Ex Machina

‘Exfiltrating documents from political organisations is a legitimate form of intelligence work. The US and European countries do it as well. But digitally exfiltrating and then publishing possibly manipulated documents disguised as freewheeling hacktivism is crossing a big red line and setting a dangerous precedent: an authoritarian country directly yet covertly trying to sabotage an American election.’

 

One totalitarian theocracy. One communist super power. One bastion of democracy. Three nations grappling to put the information genie back in its bottle.

 

July has been a month of stark ironies in the battle field of free speech.
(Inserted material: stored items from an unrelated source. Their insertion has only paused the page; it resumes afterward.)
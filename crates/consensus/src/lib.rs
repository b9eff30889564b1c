#![warn(missing_debug_implementations, missing_docs, unreachable_pub)]
#![deny(unused_must_use, rust_2018_idioms)]

//! The btpash proof-of-work consensus engine.
//!
//! Covers the full engine contract: standalone and parent-relative header
//! validity, seal verification against the epoch cache, difficulty
//! retargeting with per-fork bomb delays, reward finalization, plus local
//! mining workers and the remote-miner work queue.

use parking_lot::Mutex;
use rbtp_chainspec::ChainSpec;
use rbtp_interfaces::consensus::{Consensus, ConsensusError};
use rbtp_primitives::{
    constants::{
        ALLOWED_FUTURE_BLOCK_TIME, GAS_LIMIT_BOUND_DIVISOR, MAXIMUM_EXTRA_DATA_SIZE,
        MAX_OMMERS_PER_BLOCK, MAX_OMMER_DEPTH, MIN_GAS_LIMIT,
    },
    Header, SealedBlock, SealedHeader, U256,
};
use rbtp_trie::StateDb;
use std::{
    collections::HashSet,
    sync::Arc,
    time::{SystemTime, UNIX_EPOCH},
};

pub mod algorithm;
mod difficulty;
mod remote;
mod reward;
mod sealer;

pub use algorithm::{epoch, seed_hash, Cache, EPOCH_LENGTH};
pub use difficulty::{calc_difficulty, MINIMUM_DIFFICULTY};
pub use remote::{RemoteSealer, WorkPackage};
pub use reward::{block_reward, nephew_reward, ommer_reward};
pub use sealer::{SealJob, Sealer};

/// How many epoch caches are kept in memory.
const CACHES_IN_MEMORY: usize = 3;

/// The btpash engine.
#[derive(Debug)]
pub struct Btpash {
    spec: Arc<ChainSpec>,
    /// MRU list of generated epoch caches.
    caches: Mutex<Vec<Arc<Cache>>>,
}

impl Btpash {
    /// Creates the engine for the given chain spec.
    pub fn new(spec: Arc<ChainSpec>) -> Self {
        Self { spec, caches: Mutex::new(Vec::new()) }
    }

    /// The chain spec the engine validates against.
    pub fn spec(&self) -> &Arc<ChainSpec> {
        &self.spec
    }

    /// The verification cache for `epoch`, generating it on first use.
    pub fn cache(&self, epoch: u64) -> Arc<Cache> {
        let mut caches = self.caches.lock();
        if let Some(pos) = caches.iter().position(|cache| cache.epoch() == epoch) {
            let cache = caches.remove(pos);
            caches.push(Arc::clone(&cache));
            return cache
        }
        let cache = Arc::new(Cache::new(epoch));
        caches.push(Arc::clone(&cache));
        if caches.len() > CACHES_IN_MEMORY {
            caches.remove(0);
        }
        cache
    }

    /// Fills the consensus fields of a header under construction:
    /// difficulty from the retarget rule, seal fields zeroed for mining.
    pub fn prepare(&self, parent: &SealedHeader, header: &mut Header) {
        header.difficulty = self.calc_difficulty(parent, header.timestamp);
        header.mix_hash = Default::default();
        header.nonce = Default::default();
    }
}

impl Consensus for Btpash {
    fn validate_header(&self, header: &SealedHeader) -> Result<(), ConsensusError> {
        if header.gas_used > header.gas_limit {
            return Err(ConsensusError::HeaderGasUsedExceedsGasLimit {
                gas_used: header.gas_used,
                gas_limit: header.gas_limit,
            })
        }

        if header.gas_limit < MIN_GAS_LIMIT {
            return Err(ConsensusError::GasLimitBelowMinimum { gas_limit: header.gas_limit })
        }

        if header.number > 0 && header.extra_data.len() > MAXIMUM_EXTRA_DATA_SIZE {
            return Err(ConsensusError::ExtraDataExceedsMax { len: header.extra_data.len() })
        }

        // clock drift is capped; a peer ahead of that is either broken or
        // hostile
        let present_timestamp =
            SystemTime::now().duration_since(UNIX_EPOCH).unwrap_or_default().as_secs();
        if header.timestamp > present_timestamp + ALLOWED_FUTURE_BLOCK_TIME {
            return Err(ConsensusError::TimestampIsInFuture {
                timestamp: header.timestamp,
                present_timestamp,
            })
        }

        Ok(())
    }

    fn validate_header_against_parent(
        &self,
        header: &SealedHeader,
        parent: &SealedHeader,
    ) -> Result<(), ConsensusError> {
        if parent.number + 1 != header.number {
            return Err(ConsensusError::ParentBlockNumberMismatch {
                parent_block_number: parent.number,
                block_number: header.number,
            })
        }

        if parent.hash() != header.parent_hash {
            return Err(ConsensusError::ParentHashMismatch(
                (header.parent_hash, parent.hash()).into(),
            ))
        }

        if header.timestamp <= parent.timestamp {
            return Err(ConsensusError::TimestampIsInPast {
                parent_timestamp: parent.timestamp,
                timestamp: header.timestamp,
            })
        }

        validate_gas_limit_difference(header, parent)?;

        let expected = self.calc_difficulty(parent, header.timestamp);
        if header.difficulty != expected {
            return Err(ConsensusError::DifficultyDiff((header.difficulty, expected).into()))
        }

        Ok(())
    }

    fn validate_seal(&self, header: &SealedHeader) -> Result<(), ConsensusError> {
        if header.number == 0 {
            // the genesis seal is an arbitrary constant
            return Ok(())
        }
        let cache = self.cache(epoch(header.number));
        let nonce = u64::from_be_bytes(header.nonce.0);
        let (mix, result) = cache.hashimoto(header.seal_hash(), nonce);
        if mix != header.mix_hash || !algorithm::meets_target(result, header.difficulty) {
            return Err(ConsensusError::InvalidSeal)
        }
        Ok(())
    }

    fn validate_block(&self, block: &SealedBlock) -> Result<(), ConsensusError> {
        let transactions_root = rbtp_trie::root::calculate_transaction_root(&block.body);
        if block.transactions_root != transactions_root {
            return Err(ConsensusError::BodyTransactionRootDiff(
                (transactions_root, block.transactions_root).into(),
            ))
        }

        let ommers_hash = rbtp_trie::root::calculate_ommers_hash(&block.ommers);
        if block.ommers_hash != ommers_hash {
            return Err(ConsensusError::BodyOmmersHashDiff(
                (ommers_hash, block.ommers_hash).into(),
            ))
        }

        if block.ommers.len() > MAX_OMMERS_PER_BLOCK {
            return Err(ConsensusError::TooManyOmmers { count: block.ommers.len() })
        }

        // structural ommer checks; ancestry and canonical-duplicate checks
        // need chain access and happen at import
        let mut seen = HashSet::new();
        for ommer in &block.ommers {
            let hash = ommer.hash_slow();
            if !seen.insert(hash) {
                return Err(ConsensusError::DuplicateOmmer { hash })
            }
            if ommer.number >= block.number ||
                ommer.number + MAX_OMMER_DEPTH < block.number
            {
                return Err(ConsensusError::OmmerTooOld { hash })
            }
            if self.validate_header(&ommer.clone().seal(hash)).is_err() {
                return Err(ConsensusError::InvalidOmmerHeader { hash })
            }
        }

        Ok(())
    }

    fn calc_difficulty(&self, parent: &SealedHeader, timestamp: u64) -> U256 {
        difficulty::calc_difficulty(&self.spec, parent, timestamp)
    }

    fn finalize(
        &self,
        header: &Header,
        ommers: &[Header],
        state: &mut StateDb,
    ) -> Result<(), ConsensusError> {
        let base = block_reward(&self.spec, header.number);

        let mut miner_reward = base;
        for ommer in ommers {
            state.add_balance(ommer.beneficiary, ommer_reward(base, header.number, ommer))?;
            miner_reward += nephew_reward(base);
        }
        state.add_balance(header.beneficiary, miner_reward)?;
        Ok(())
    }
}

/// Verifies the gas limit drift between parent and child stays inside
/// `parent_gas_limit / 1024`.
fn validate_gas_limit_difference(
    child: &SealedHeader,
    parent: &SealedHeader,
) -> Result<(), ConsensusError> {
    let parent_gas_limit = parent.gas_limit;

    if child.gas_limit > parent_gas_limit {
        if child.gas_limit - parent_gas_limit >= parent_gas_limit / GAS_LIMIT_BOUND_DIVISOR {
            return Err(ConsensusError::GasLimitInvalidIncrease {
                parent_gas_limit,
                child_gas_limit: child.gas_limit,
            })
        }
    } else if parent_gas_limit - child.gas_limit >= parent_gas_limit / GAS_LIMIT_BOUND_DIVISOR {
        return Err(ConsensusError::GasLimitInvalidDecrease {
            parent_gas_limit,
            child_gas_limit: child.gas_limit,
        })
    }

    Ok(())
}

#[cfg(test)]
mod tests {
    use super::*;
    use rbtp_chainspec::DEV;
    use rbtp_primitives::{constants::WEI_PER_BTP, Address, B64, EMPTY_ROOT_HASH};
    use rbtp_trie::MemoryTrieDb;

    fn engine() -> Btpash {
        Btpash::new(Arc::clone(&*DEV))
    }

    fn sealed_child(parent: &SealedHeader, engine: &Btpash) -> SealedHeader {
        let mut header = Header {
            parent_hash: parent.hash(),
            number: parent.number + 1,
            gas_limit: parent.gas_limit,
            timestamp: parent.timestamp + 13,
            ..Default::default()
        };
        engine.prepare(parent, &mut header);
        header.seal_slow()
    }

    #[test]
    fn standalone_header_bounds() {
        let engine = engine();

        let over_gas = Header { gas_used: 10, gas_limit: 5, ..Default::default() }.seal_slow();
        assert!(matches!(
            engine.validate_header(&over_gas),
            Err(ConsensusError::HeaderGasUsedExceedsGasLimit { .. })
        ));

        let tiny_limit = Header { gas_limit: 100, ..Default::default() }.seal_slow();
        assert!(matches!(
            engine.validate_header(&tiny_limit),
            Err(ConsensusError::GasLimitBelowMinimum { .. })
        ));

        let fat_extra = Header {
            number: 1,
            gas_limit: MIN_GAS_LIMIT,
            extra_data: vec![0u8; 33].into(),
            ..Default::default()
        }
        .seal_slow();
        assert!(matches!(
            engine.validate_header(&fat_extra),
            Err(ConsensusError::ExtraDataExceedsMax { len: 33 })
        ));

        let future = Header {
            gas_limit: MIN_GAS_LIMIT,
            timestamp: u64::MAX - 1000,
            ..Default::default()
        }
        .seal_slow();
        assert!(matches!(
            engine.validate_header(&future),
            Err(ConsensusError::TimestampIsInFuture { .. })
        ));
    }

    #[test]
    fn parent_relative_checks() {
        let engine = engine();
        let parent = DEV.genesis_header().clone().seal_slow();
        let good = sealed_child(&parent, &engine);
        engine.validate_header_against_parent(&good, &parent).unwrap();

        let mut equal_time = good.header().clone();
        equal_time.timestamp = parent.timestamp;
        assert!(matches!(
            engine.validate_header_against_parent(&equal_time.seal_slow(), &parent),
            Err(ConsensusError::TimestampIsInPast { .. })
        ));

        let mut jumpy_gas = good.header().clone();
        jumpy_gas.gas_limit = parent.gas_limit * 2;
        assert!(matches!(
            engine.validate_header_against_parent(&jumpy_gas.seal_slow(), &parent),
            Err(ConsensusError::GasLimitInvalidIncrease { .. })
        ));

        let mut wrong_difficulty = good.header().clone();
        wrong_difficulty.difficulty = U256::from(1u64);
        assert!(matches!(
            engine.validate_header_against_parent(&wrong_difficulty.seal_slow(), &parent),
            Err(ConsensusError::DifficultyDiff(_))
        ));
    }

    #[test]
    fn bad_seal_is_rejected() {
        let engine = engine();
        let parent = DEV.genesis_header().clone().seal_slow();
        let mut header = sealed_child(&parent, &engine).unseal();
        header.nonce = B64::from(0xbad0bad0bad0bad0u64);
        // an unmined nonce practically never satisfies the target
        assert_eq!(
            engine.validate_seal(&header.seal_slow()),
            Err(ConsensusError::InvalidSeal)
        );
    }

    #[test]
    fn block_body_roots_are_enforced() {
        let engine = engine();
        let block = SealedBlock {
            header: Header {
                transactions_root: EMPTY_ROOT_HASH,
                ommers_hash: rbtp_primitives::EMPTY_OMMER_ROOT_HASH,
                ..Default::default()
            }
            .seal_slow(),
            body: vec![],
            ommers: vec![],
        };
        engine.validate_block(&block).unwrap();

        let bad = SealedBlock {
            header: Header {
                transactions_root: rbtp_primitives::B256::repeat_byte(7),
                ..Default::default()
            }
            .seal_slow(),
            body: vec![],
            ommers: vec![],
        };
        assert!(matches!(
            engine.validate_block(&bad),
            Err(ConsensusError::BodyTransactionRootDiff(_))
        ));
    }

    #[test]
    fn ommer_inclusion_rules() {
        let engine = engine();
        let ommer = Header { number: 1, gas_limit: MIN_GAS_LIMIT, ..Default::default() };
        let make = |ommers: Vec<Header>, number: u64| {
            let header = Header {
                number,
                ommers_hash: rbtp_trie::root::calculate_ommers_hash(&ommers),
                transactions_root: EMPTY_ROOT_HASH,
                ..Default::default()
            };
            SealedBlock { header: header.seal_slow(), body: vec![], ommers }
        };

        engine.validate_block(&make(vec![ommer.clone()], 2)).unwrap();

        assert!(matches!(
            engine.validate_block(&make(vec![ommer.clone(), ommer.clone()], 2)),
            Err(ConsensusError::DuplicateOmmer { .. })
        ));

        // nine generations back breaches the depth limit
        assert!(matches!(
            engine.validate_block(&make(vec![ommer.clone()], 10)),
            Err(ConsensusError::OmmerTooOld { .. })
        ));

        let mut triple = Vec::new();
        for i in 0..3 {
            triple.push(Header {
                number: 1,
                gas_limit: MIN_GAS_LIMIT + i,
                ..Default::default()
            });
        }
        assert!(matches!(
            engine.validate_block(&make(triple, 2)),
            Err(ConsensusError::TooManyOmmers { count: 3 })
        ));
    }

    #[test]
    fn finalize_credits_rewards() {
        let engine = engine();
        let miner = Address::repeat_byte(0xaa);
        let ommer_miner = Address::repeat_byte(0xbb);

        let header = Header { number: 10, beneficiary: miner, ..Default::default() };
        let ommer = Header { number: 9, beneficiary: ommer_miner, ..Default::default() };

        let mut state = StateDb::at(EMPTY_ROOT_HASH, Arc::new(MemoryTrieDb::new()));
        engine.finalize(&header, std::slice::from_ref(&ommer), &mut state).unwrap();

        // dev chain is past constantinople: base reward 2 btp
        let base = U256::from(WEI_PER_BTP) * U256::from(2);
        assert_eq!(state.balance(miner).unwrap(), base + base / U256::from(32));
        assert_eq!(
            state.balance(ommer_miner).unwrap(),
            U256::from(7) * base / U256::from(8)
        );
    }

    #[test]
    fn cache_is_reused_per_epoch() {
        let engine = engine();
        let a = engine.cache(0);
        let b = engine.cache(0);
        assert!(Arc::ptr_eq(&a, &b));
        for e in 1..5 {
            engine.cache(e);
        }
        // oldest caches were evicted, regeneration yields a fresh arc
        let c = engine.cache(0);
        assert!(!Arc::ptr_eq(&a, &c));
    }
}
On the extreme right, the burning of 100,000 satellite dishes – the source of ‘divorce, addiction and insecurity’ – signalled Iran’s most recent morality crackdown; while China’s internet regulator has now banned original internet reporting by the country’s biggest online news platforms – the latest step by President Xi Jinping on an apparent path to Maoist media control.

 

Meanwhile, in the loose-lipped West, we have another battle on our hands. With soaring levels of digital espionage, hacktivism, and ‘accidental’ leaks the inevitable sticky print of smart-phone politics, there is no denying that our social, political and economic realities are now shaped by a seemingly unstoppable flood of hacked material.

 

Far more disturbing, as Thomas Rid of Kings College observes in this fascinating feature, is the high profile hack of the DNC by what looks to be Russian operatives seeking to destabilise the Democratic presidential campaign: a dangerous new frontier of this information war, pioneered by one of its most proficient students. As the New York Times speculates this week, more attacks are likely, and remain ‘beyond the reach or enforcement of most laws, and outside the scope of the norms that limit states’ interference in one another’s affairs. And because effective defense is so difficult, it is hard to predict what the limits — or the consequences — of that might be’.

 

This is a critical new phase for democracy, which, already embroiled in the ongoing negotiation between individual privacy and collective safety, must now pick its way through the minefield of weaponised information without losing limbs.